Joshua Gunn
Phone: +1 512 471 3933, +1 512 471 5251
Email: josh_gunn@austin.utexas.edu
Dr. Joshua G. Gunn (Ph.D., University of Minnesota, 2002) Prof. Gunn's research and teaching program focuses on the category of the ineffable, and in particular, how people use and abuse signs and symbols to negotiate ineffability. In this context, his attention to music, religion, and human affective experiences (e.g., love) are part of a deeper interest in the limits of human representation, self-understanding, and self-fashioning. Theoretically, Gunn's teaching and scholarship are indebted to the work of Kenneth Burke, which eventually led him to take-up Marxism, psychoanalysis, and critical theory.
Gunn draws on psychoanalytic theory, especially that of Lacan, Freud, and Kristeva, for a useful vocabulary to help make sense of objects and experiences that are (at least seemingly) incommunicable. Gunn's graduate teaching reflects these interests in terms of survey courses that work toward helping students become independent scholars. His graduate courses include Basic Rhetorical Criticism; The Idiom of Haunting (which is a survey of mourning, trauma, and memory studies); The Subject (which is a survey of subjectivity theory); Rhetoric and Psychoanalysis; and The Object (which is a survey of many disciplinary debates regarding methodology and object). At the graduate level, teaching professional practices is just as important as our readings, and in most of Gunn's courses he integrates a strong professionalization component (e.g., mock journal submissions and peer review, practice conference papers, and so on).
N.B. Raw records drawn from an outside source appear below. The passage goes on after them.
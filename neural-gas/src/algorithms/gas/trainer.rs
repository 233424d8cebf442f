#[cfg(test)]
#[path = "../../../tests/unit/algorithms/gas/trainer_test.rs"]
mod trainer_test;

use super::*;
use crate::utils::{DefaultRandom, Environment, InfoLogger};
use std::sync::Arc;

/// Default amount of prototypes.
pub const DEFAULT_NEURONS: usize = 4;
/// Default prototype dimension.
pub const DEFAULT_DIMENSION: usize = 3;
/// Default amount of training iterations.
pub const DEFAULT_ITERATIONS: usize = 10000;

/// A validated trainer configuration.
#[derive(Clone, Debug, PartialEq)]
pub struct NeuralGasConfig {
    /// Amount of prototypes.
    pub neurons: usize,
    /// Dimension of prototypes and inputs.
    pub dimension: usize,
    /// Amount of training iterations.
    pub iterations: usize,
    /// Learning rate range.
    pub learning_rate: DecayRange,
    /// Neighborhood width range.
    pub neighborhood_width: DecayRange,
}

/// Builds `NeuralGasTrainer` using fluent interface.
pub struct NeuralGasBuilder {
    neurons: usize,
    dimension: usize,
    iterations: usize,
    learning_rate: DecayRange,
    neighborhood_width: Option<DecayRange>,
    environment: Option<Arc<Environment>>,
    seed: Option<u64>,
    logger: Option<InfoLogger>,
    telemetry: TelemetryMode,
}

impl Default for NeuralGasBuilder {
    fn default() -> Self {
        Self {
            neurons: DEFAULT_NEURONS,
            dimension: DEFAULT_DIMENSION,
            iterations: DEFAULT_ITERATIONS,
            learning_rate: DEFAULT_LEARNING_RATE,
            neighborhood_width: None,
            environment: None,
            seed: None,
            logger: None,
            telemetry: TelemetryMode::None,
        }
    }
}

impl NeuralGasBuilder {
    /// Sets amount of prototypes.
    pub fn with_neurons(mut self, neurons: usize) -> Self {
        self.neurons = neurons;
        self
    }

    /// Sets dimension of prototypes and inputs.
    pub fn with_dimension(mut self, dimension: usize) -> Self {
        self.dimension = dimension;
        self
    }

    /// Sets amount of training iterations.
    pub fn with_iterations(mut self, iterations: usize) -> Self {
        self.iterations = iterations;
        self
    }

    /// Sets learning rate range, default is `0.5 -> 0.005`.
    pub fn with_learning_rate(mut self, initial: Float, last: Float) -> Self {
        self.learning_rate = DecayRange::new(initial, last);
        self
    }

    /// Sets neighborhood width range, default is `neurons / 2 -> 0.01`.
    pub fn with_neighborhood_width(mut self, initial: Float, last: Float) -> Self {
        self.neighborhood_width = Some(DecayRange::new(initial, last));
        self
    }

    /// Sets environment.
    pub fn with_environment(mut self, environment: Arc<Environment>) -> Self {
        self.environment = Some(environment);
        self
    }

    /// Sets a seed for the random generator, it overrides the environment one.
    pub fn with_seed(mut self, seed: u64) -> Self {
        self.seed = Some(seed);
        self
    }

    /// Sets logger, it overrides the environment one.
    pub fn with_logger(mut self, logger: InfoLogger) -> Self {
        self.logger = Some(logger);
        self
    }

    /// Sets telemetry mode.
    pub fn with_telemetry(mut self, telemetry: TelemetryMode) -> Self {
        self.telemetry = telemetry;
        self
    }

    /// Validates configuration and builds a trainer.
    pub fn build(self) -> TrainingResult<NeuralGasTrainer> {
        if self.neurons == 0 {
            return Err(TrainingError::invalid_configuration("amount of neurons must be positive"));
        }

        if self.dimension == 0 {
            return Err(TrainingError::invalid_configuration("dimension must be positive"));
        }

        self.telemetry.validate()?;

        let neighborhood_width =
            self.neighborhood_width.unwrap_or_else(|| DecayRange::default_neighborhood_width(self.neurons));
        let schedule = AnnealingSchedule::new(self.learning_rate, neighborhood_width, self.iterations)?;

        let environment = self.environment.unwrap_or_default();
        let environment = match (self.seed, self.logger) {
            (None, None) => environment,
            (seed, logger) => {
                let mut environment = environment.as_ref().clone();
                if let Some(seed) = seed {
                    environment.random = Arc::new(DefaultRandom::new_repeatable(seed));
                }
                if let Some(logger) = logger {
                    environment.logger = logger;
                }
                Arc::new(environment)
            }
        };

        Ok(NeuralGasTrainer {
            config: NeuralGasConfig {
                neurons: self.neurons,
                dimension: self.dimension,
                iterations: self.iterations,
                learning_rate: self.learning_rate,
                neighborhood_width,
            },
            schedule,
            environment,
            telemetry: self.telemetry,
        })
    }
}

/// Trains a prototype network on a dataset.
pub struct NeuralGasTrainer {
    config: NeuralGasConfig,
    schedule: AnnealingSchedule,
    environment: Arc<Environment>,
    telemetry: TelemetryMode,
}

impl NeuralGasTrainer {
    /// Returns trainer configuration.
    pub fn config(&self) -> &NeuralGasConfig {
        &self.config
    }

    /// Returns environment used for training.
    pub fn environment(&self) -> &Environment {
        self.environment.as_ref()
    }

    /// Trains a freshly initialized network on the dataset for the configured amount of
    /// iterations. Every iteration draws one input with replacement, so the dataset is never
    /// exhausted. Returns trained prototypes and metrics if telemetry tracks them.
    pub fn train<I: Input>(&self, dataset: &[I]) -> TrainingResult<(PrototypeStore, Option<TrainingMetrics>)> {
        if dataset.is_empty() {
            return Err(TrainingError::EmptyDataset);
        }

        ensure_dataset_dimension(dataset, self.config.dimension)?;

        let last_index = i32::try_from(dataset.len() - 1)
            .map_err(|_| TrainingError::invalid_configuration(format!("dataset is too large: {}", dataset.len())))?;

        let random = self.environment.random.as_ref();
        let mut store = PrototypeStore::new_random(self.config.neurons, self.config.dimension, random)?;
        let mut ranking = Vec::with_capacity(self.config.neurons);
        let mut telemetry =
            Telemetry::new(&self.telemetry, self.environment.logger.clone(), self.schedule.iterations());

        telemetry.on_start(&self.config);

        for time in 0..self.schedule.iterations() {
            let params = self.schedule.params_at(time);
            let sample = dataset[random.uniform_int(0, last_index) as usize].weights();

            rank_prototypes_into(sample, &store, &mut ranking)?;
            adapt(&mut store, ranking.as_slice(), sample, params)?;

            telemetry.on_iteration(time, params, &store, dataset)?;
        }

        Ok((store, telemetry.finish()))
    }
}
At the undergraduate Prof. Gunn focuses on "popular" objects and higher order, critical thinking skills. His course offerings at this level are also surveys. These include a core course on the history of rhetorical theory from the Sophists to Foucault; Rhetoric and Film; Rhetoric and Popular Music; Rhetoric and Religion; and Celebrity Culture, which is a course that actively investigates the contemporary locus of the political and civic engagement.